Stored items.
§

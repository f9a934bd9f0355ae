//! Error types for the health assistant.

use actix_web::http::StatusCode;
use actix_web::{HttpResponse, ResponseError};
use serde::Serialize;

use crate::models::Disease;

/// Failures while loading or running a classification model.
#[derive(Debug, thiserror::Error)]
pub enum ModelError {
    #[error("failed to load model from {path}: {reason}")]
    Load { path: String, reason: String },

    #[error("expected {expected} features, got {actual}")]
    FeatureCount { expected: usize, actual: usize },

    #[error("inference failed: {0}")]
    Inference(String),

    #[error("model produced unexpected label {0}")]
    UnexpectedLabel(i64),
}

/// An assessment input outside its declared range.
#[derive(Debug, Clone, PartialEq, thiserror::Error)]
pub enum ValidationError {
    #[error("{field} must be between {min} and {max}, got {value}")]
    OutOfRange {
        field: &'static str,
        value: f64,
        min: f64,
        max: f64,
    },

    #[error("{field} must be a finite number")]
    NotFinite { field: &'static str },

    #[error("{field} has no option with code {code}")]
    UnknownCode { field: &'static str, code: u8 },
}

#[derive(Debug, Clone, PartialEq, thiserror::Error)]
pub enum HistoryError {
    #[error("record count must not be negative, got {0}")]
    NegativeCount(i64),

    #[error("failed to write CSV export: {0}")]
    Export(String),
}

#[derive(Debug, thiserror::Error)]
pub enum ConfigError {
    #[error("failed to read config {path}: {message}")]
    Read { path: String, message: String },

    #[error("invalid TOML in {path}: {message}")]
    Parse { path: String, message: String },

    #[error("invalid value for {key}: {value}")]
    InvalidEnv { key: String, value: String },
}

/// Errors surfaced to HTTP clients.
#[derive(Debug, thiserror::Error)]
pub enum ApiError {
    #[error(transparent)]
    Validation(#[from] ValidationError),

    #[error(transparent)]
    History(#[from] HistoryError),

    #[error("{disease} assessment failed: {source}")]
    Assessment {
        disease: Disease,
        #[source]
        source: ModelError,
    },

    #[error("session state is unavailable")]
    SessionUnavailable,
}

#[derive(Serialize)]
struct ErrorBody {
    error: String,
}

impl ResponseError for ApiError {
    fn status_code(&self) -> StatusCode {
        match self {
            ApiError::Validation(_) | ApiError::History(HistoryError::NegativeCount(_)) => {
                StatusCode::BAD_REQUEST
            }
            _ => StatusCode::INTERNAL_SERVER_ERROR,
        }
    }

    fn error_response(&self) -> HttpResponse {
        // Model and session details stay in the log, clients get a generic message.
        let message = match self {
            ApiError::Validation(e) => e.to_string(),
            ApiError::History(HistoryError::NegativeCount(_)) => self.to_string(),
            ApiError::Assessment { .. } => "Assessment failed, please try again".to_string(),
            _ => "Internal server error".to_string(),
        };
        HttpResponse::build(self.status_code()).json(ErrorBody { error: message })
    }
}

§

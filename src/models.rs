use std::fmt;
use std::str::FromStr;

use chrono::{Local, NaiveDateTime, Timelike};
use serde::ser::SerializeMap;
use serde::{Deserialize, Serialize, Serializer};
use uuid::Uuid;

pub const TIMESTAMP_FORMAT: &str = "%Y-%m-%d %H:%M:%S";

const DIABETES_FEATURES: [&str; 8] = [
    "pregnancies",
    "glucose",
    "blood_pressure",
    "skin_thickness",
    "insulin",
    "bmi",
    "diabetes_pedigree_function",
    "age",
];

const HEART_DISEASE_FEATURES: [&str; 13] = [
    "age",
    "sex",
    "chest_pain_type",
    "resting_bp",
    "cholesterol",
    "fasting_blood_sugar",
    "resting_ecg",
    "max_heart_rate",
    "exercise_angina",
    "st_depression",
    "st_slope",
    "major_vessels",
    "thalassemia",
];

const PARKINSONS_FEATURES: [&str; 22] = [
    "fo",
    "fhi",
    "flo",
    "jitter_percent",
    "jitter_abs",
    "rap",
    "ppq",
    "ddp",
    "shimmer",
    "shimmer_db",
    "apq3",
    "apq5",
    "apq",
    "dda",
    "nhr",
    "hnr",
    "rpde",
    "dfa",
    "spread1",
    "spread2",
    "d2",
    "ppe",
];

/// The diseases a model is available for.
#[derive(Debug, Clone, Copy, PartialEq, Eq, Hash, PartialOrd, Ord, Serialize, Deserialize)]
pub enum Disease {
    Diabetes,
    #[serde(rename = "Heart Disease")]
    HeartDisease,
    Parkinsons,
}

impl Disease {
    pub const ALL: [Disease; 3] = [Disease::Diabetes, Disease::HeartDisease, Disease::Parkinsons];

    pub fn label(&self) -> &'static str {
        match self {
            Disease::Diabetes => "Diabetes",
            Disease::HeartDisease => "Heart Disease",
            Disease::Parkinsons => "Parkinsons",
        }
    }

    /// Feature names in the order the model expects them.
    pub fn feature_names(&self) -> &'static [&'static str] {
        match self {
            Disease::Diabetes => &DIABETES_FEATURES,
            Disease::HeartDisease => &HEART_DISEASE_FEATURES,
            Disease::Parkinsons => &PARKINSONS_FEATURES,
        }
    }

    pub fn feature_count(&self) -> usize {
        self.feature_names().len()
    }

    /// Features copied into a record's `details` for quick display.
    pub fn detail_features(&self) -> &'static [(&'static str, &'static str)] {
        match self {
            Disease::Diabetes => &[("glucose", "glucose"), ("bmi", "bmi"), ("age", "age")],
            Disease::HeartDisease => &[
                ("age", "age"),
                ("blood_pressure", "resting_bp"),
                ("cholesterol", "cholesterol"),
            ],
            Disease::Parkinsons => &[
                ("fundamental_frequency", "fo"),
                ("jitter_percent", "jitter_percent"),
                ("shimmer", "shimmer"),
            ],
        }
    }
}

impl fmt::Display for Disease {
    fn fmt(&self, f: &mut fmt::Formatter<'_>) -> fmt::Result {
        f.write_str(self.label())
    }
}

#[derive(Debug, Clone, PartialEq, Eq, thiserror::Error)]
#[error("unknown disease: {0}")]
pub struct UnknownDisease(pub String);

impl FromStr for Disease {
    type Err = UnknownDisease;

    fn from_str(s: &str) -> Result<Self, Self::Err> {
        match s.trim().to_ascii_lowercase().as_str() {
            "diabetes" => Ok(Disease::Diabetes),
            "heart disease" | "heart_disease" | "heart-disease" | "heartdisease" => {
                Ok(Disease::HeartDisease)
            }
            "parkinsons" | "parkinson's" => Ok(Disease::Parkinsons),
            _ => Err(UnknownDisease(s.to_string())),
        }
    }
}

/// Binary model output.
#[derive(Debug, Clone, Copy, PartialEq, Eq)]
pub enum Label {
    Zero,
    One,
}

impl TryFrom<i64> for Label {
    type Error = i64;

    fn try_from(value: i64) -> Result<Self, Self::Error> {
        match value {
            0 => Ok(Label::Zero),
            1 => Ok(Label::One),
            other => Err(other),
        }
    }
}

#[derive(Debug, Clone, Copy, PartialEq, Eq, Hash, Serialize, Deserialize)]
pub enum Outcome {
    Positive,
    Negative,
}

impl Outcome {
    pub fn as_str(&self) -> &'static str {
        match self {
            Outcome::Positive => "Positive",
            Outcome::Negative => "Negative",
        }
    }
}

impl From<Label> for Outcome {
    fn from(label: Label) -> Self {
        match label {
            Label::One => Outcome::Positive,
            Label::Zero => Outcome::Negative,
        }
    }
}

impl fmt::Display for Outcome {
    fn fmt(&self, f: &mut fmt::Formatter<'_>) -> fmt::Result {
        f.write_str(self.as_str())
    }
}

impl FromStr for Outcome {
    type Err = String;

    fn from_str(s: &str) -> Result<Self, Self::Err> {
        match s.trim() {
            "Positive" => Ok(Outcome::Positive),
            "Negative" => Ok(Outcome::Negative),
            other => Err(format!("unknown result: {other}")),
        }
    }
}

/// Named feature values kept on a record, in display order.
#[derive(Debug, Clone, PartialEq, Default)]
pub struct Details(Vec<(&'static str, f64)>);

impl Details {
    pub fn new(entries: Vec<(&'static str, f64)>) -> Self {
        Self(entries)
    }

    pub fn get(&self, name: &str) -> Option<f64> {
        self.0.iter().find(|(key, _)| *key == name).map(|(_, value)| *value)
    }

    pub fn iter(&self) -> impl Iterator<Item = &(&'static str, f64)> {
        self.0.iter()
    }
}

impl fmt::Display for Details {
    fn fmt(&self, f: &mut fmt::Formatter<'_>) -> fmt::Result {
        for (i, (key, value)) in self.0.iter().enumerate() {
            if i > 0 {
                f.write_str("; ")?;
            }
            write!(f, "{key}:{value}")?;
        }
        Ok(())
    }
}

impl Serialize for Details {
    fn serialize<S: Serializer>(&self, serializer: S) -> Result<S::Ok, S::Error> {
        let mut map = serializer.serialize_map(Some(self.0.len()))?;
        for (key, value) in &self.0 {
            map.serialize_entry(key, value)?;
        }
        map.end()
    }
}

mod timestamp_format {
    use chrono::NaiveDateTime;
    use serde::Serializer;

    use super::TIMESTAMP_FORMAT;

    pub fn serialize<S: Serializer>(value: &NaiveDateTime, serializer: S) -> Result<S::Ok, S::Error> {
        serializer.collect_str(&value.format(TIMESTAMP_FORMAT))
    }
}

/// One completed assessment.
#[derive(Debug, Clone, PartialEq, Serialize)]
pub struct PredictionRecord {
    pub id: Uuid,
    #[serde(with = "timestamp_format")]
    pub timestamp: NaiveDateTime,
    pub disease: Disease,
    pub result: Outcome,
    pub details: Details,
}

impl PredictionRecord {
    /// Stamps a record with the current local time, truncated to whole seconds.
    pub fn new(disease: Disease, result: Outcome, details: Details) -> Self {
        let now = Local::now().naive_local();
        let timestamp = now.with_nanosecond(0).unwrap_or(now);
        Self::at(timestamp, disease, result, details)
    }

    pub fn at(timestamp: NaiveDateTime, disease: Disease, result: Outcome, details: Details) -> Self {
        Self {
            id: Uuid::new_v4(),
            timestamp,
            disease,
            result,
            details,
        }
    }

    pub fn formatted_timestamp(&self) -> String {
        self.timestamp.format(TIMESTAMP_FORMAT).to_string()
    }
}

§

What this task involves.
Wherever the line holding "repository f9a934bd9f0355ae" falls in the entries above, copy exactly from it through the line holding "String, reason: String", inclusive, and add nothing.

Solution to this task.
repository f9a934bd9f0355ae
//! Error types for the health assistant.

use actix_web::http::StatusCode;
use actix_web::{HttpResponse, ResponseError};
use serde::Serialize;

use crate::models::Disease;

/// Failures while loading or running a classification model.
#[derive(Debug, thiserror::Error)]
pub enum ModelError {
    #[error("failed to load model from {path}: {reason}")]
    Load { path: String, reason: String },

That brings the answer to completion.